//! Bounded fan-out of independent async tasks.

use std::future::Future;
use std::sync::Arc;

use optimus_core::error::{OptimusError, OptimusResult};
use tokio::sync::Semaphore;
use tokio::task::JoinSet;
use tracing::error;

/// Runs futures on the tokio runtime and hands back their outputs in
/// submission order.
///
/// Clones share the same permit pool, so nested fan-outs stay within one
/// concurrency limit.
#[derive(Debug, Clone)]
pub struct ParallelRunner {
    permits: Option<Arc<Semaphore>>,
}

impl ParallelRunner {
    /// At most `limit` tasks run at once. A limit of zero is treated as one.
    pub fn new(limit: usize) -> Self {
        Self {
            permits: Some(Arc::new(Semaphore::new(limit.max(1)))),
        }
    }

    pub fn unbounded() -> Self {
        Self { permits: None }
    }

    /// Spawns every task and waits for all of them. A task that panics
    /// yields an internal error in its slot; the others are unaffected.
    pub async fn run<F, T>(&self, tasks: impl IntoIterator<Item = F>) -> Vec<OptimusResult<T>>
    where
        F: Future<Output = T> + Send + 'static,
        T: Send + 'static,
    {
        let mut set = JoinSet::new();
        let mut count = 0;
        for (idx, task) in tasks.into_iter().enumerate() {
            let permits = self.permits.clone();
            set.spawn(async move {
                let _permit = match permits {
                    Some(sem) => sem.acquire_owned().await.ok(),
                    None => None,
                };
                (idx, task.await)
            });
            count += 1;
        }

        let mut slots: Vec<Option<OptimusResult<T>>> = (0..count).map(|_| None).collect();
        while let Some(joined) = set.join_next().await {
            match joined {
                Ok((idx, value)) => slots[idx] = Some(Ok(value)),
                Err(err) => error!(error = %err, "runner task did not complete"),
            }
        }

        slots
            .into_iter()
            .map(|slot| {
                slot.unwrap_or_else(|| {
                    Err(OptimusError::internal("runner", "task panicked or was cancelled"))
                })
            })
            .collect()
    }
}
────────────────────
:: What is needed ::
Within the listing above, say how many lines contain the string "static". Reply with the number only.

:: Solved exercise ::
2